Work request>
Please quote exactly the lines below from the line containing "mock UWS service" to the line containing "const JOB_LIST: &str", both lines included, and nothing else.

(Records drawn from a dataset)
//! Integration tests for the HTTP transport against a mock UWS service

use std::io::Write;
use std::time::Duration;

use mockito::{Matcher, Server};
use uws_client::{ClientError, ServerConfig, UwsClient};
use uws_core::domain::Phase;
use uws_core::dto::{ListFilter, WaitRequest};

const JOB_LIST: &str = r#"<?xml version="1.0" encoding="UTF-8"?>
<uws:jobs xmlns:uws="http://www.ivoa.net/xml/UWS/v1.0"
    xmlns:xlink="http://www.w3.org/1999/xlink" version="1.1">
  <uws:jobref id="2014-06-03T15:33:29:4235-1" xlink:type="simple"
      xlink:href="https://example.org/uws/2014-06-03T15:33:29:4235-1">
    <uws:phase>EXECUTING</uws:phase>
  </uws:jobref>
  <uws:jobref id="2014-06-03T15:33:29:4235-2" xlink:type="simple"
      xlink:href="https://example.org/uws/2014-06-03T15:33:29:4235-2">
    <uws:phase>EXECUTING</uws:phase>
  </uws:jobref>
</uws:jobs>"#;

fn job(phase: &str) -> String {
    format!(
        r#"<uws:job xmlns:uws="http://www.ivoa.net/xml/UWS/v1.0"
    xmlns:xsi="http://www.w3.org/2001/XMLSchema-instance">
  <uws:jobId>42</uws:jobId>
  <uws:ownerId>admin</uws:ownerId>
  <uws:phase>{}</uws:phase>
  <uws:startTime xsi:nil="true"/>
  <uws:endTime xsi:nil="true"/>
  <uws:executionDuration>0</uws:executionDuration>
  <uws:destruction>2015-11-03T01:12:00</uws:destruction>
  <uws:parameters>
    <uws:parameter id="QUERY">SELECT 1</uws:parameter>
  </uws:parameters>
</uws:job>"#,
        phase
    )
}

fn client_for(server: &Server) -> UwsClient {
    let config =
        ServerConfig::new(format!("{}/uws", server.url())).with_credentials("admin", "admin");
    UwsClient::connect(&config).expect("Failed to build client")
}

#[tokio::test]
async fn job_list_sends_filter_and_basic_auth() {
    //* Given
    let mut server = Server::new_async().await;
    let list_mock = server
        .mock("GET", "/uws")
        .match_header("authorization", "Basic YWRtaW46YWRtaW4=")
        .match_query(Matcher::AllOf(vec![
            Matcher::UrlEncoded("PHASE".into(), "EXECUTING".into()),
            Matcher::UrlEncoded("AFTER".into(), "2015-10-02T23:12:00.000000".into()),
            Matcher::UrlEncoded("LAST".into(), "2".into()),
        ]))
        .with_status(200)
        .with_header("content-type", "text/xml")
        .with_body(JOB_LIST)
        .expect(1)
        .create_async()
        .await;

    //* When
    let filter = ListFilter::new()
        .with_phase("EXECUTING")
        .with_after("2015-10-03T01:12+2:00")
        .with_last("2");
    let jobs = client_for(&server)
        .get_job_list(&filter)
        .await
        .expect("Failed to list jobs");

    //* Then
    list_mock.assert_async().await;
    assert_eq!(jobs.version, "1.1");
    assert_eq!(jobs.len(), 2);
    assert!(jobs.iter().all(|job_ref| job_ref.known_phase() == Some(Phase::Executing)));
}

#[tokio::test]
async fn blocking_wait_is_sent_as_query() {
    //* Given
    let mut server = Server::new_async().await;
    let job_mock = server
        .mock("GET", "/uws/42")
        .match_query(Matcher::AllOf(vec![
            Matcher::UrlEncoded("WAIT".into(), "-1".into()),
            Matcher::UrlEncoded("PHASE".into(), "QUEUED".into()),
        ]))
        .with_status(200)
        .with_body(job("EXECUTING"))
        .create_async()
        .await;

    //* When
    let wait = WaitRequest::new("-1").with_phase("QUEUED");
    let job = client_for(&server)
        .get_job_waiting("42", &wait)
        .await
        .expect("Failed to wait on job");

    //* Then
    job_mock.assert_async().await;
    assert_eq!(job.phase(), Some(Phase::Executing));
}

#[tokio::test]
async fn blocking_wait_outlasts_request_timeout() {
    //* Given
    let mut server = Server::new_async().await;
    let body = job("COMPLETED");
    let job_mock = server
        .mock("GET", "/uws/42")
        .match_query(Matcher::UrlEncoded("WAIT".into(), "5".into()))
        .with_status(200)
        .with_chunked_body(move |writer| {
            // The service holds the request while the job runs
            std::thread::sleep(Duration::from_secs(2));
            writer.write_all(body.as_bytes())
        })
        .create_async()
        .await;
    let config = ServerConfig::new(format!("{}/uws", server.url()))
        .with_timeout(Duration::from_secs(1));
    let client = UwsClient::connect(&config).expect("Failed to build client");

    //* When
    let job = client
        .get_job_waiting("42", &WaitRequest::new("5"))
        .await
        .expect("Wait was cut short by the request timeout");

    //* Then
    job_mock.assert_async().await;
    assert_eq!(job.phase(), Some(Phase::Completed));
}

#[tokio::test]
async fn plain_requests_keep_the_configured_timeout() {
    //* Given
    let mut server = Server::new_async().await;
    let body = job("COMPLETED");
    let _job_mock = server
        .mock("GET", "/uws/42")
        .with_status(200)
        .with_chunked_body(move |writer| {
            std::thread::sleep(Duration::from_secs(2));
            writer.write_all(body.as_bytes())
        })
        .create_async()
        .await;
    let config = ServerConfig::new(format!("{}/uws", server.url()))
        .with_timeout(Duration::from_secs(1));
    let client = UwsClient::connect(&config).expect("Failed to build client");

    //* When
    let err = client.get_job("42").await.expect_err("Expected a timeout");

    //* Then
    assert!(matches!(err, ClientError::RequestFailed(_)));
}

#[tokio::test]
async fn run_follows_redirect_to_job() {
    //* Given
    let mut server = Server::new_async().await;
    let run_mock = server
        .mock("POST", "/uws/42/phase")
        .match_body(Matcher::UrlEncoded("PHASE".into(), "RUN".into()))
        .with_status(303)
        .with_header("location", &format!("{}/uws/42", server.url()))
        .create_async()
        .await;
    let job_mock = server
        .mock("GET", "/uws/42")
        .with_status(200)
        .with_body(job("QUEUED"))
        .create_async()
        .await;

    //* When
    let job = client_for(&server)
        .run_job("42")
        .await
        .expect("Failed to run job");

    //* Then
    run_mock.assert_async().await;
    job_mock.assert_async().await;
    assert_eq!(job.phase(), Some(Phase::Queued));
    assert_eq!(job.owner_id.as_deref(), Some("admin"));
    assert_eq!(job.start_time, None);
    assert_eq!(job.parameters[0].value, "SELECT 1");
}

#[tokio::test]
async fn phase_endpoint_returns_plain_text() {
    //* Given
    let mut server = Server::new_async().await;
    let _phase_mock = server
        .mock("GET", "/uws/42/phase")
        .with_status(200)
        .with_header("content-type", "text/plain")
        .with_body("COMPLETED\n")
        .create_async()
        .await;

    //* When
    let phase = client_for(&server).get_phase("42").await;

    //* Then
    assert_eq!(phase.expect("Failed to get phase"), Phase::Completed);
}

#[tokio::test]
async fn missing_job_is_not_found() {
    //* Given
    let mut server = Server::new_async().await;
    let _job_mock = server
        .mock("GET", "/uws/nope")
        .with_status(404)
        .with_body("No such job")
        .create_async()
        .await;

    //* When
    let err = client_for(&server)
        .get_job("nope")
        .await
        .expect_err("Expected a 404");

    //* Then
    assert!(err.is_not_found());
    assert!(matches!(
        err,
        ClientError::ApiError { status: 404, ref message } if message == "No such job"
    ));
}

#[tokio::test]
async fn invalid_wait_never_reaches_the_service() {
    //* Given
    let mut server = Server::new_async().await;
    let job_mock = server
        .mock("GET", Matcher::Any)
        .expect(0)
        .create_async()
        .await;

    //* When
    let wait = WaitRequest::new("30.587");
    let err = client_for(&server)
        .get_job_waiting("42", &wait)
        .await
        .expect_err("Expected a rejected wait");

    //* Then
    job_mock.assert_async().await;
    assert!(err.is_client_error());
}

...

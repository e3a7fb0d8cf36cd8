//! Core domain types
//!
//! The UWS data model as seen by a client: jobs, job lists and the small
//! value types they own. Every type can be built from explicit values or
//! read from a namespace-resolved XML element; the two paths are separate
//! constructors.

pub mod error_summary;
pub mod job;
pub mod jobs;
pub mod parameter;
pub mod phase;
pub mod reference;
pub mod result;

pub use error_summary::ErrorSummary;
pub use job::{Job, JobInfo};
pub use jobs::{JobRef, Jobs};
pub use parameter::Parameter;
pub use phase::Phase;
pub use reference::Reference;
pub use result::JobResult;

* * *

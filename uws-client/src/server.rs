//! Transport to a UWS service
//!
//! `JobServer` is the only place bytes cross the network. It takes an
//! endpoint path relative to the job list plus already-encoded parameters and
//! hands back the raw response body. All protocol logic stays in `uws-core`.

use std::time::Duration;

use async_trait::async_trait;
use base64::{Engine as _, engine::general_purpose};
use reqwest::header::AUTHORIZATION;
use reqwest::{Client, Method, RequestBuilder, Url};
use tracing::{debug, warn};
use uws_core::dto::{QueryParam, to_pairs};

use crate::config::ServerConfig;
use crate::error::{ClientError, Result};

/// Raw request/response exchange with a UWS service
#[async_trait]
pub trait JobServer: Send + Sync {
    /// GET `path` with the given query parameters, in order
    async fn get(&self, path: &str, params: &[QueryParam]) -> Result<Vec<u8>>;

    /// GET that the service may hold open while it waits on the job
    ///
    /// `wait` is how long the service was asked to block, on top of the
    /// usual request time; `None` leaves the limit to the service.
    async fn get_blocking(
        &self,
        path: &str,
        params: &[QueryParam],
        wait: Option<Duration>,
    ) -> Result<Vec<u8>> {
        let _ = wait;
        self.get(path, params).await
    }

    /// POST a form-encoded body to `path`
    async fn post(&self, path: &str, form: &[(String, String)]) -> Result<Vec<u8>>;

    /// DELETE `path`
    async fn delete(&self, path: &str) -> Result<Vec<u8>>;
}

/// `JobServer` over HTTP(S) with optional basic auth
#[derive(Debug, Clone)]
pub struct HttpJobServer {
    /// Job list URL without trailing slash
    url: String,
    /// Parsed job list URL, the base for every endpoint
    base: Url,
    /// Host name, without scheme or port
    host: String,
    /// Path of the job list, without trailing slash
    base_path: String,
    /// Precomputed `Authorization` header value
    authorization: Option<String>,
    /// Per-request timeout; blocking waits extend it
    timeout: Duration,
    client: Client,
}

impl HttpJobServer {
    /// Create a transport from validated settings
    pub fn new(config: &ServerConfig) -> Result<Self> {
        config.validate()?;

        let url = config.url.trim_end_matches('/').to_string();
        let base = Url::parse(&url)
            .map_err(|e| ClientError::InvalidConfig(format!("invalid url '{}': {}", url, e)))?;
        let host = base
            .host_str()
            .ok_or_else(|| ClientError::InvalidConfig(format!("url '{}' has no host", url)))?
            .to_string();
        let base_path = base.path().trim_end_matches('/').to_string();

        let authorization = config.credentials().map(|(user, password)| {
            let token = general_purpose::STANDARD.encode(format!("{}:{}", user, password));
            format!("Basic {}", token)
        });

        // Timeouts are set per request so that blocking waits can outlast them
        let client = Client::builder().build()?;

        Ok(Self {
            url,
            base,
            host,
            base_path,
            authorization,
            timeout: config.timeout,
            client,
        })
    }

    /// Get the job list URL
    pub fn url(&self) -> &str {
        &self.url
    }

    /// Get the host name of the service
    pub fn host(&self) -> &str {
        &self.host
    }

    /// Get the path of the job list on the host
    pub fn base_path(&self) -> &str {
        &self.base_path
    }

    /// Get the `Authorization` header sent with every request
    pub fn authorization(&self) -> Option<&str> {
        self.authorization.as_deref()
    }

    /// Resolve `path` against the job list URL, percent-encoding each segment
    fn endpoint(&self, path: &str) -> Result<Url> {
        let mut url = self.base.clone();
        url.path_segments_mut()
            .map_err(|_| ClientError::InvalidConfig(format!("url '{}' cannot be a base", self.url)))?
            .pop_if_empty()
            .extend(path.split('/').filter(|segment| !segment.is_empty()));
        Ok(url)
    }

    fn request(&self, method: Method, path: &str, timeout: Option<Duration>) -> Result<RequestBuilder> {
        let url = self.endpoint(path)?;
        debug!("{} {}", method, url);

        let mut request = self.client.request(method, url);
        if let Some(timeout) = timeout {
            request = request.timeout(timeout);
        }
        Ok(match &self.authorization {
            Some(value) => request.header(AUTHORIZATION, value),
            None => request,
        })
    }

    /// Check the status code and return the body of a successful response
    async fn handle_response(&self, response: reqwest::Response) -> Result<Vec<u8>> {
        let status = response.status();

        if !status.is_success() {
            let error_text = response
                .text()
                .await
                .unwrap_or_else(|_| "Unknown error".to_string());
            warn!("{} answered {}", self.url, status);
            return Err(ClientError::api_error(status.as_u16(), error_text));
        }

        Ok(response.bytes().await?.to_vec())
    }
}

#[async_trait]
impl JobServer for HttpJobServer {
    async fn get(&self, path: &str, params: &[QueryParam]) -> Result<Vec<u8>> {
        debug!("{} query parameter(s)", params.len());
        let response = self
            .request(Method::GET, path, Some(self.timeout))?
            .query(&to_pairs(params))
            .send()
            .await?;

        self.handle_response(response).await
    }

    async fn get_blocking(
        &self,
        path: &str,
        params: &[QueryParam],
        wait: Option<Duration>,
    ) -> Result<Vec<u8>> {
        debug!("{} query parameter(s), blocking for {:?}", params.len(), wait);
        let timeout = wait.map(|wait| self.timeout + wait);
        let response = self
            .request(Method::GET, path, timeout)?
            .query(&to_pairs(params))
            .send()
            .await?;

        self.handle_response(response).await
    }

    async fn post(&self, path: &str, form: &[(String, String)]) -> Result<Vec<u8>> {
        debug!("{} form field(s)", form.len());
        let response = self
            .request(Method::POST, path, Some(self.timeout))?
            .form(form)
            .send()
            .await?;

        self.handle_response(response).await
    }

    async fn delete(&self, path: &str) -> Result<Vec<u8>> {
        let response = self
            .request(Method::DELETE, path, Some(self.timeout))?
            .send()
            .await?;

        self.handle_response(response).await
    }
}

Task response>
//! Integration tests for the HTTP transport against a mock UWS service

use std::io::Write;
use std::time::Duration;

use mockito::{Matcher, Server};
use uws_client::{ClientError, ServerConfig, UwsClient};
use uws_core::domain::Phase;
use uws_core::dto::{ListFilter, WaitRequest};

const JOB_LIST: &str = r#"<?xml version="1.0" encoding="UTF-8"?>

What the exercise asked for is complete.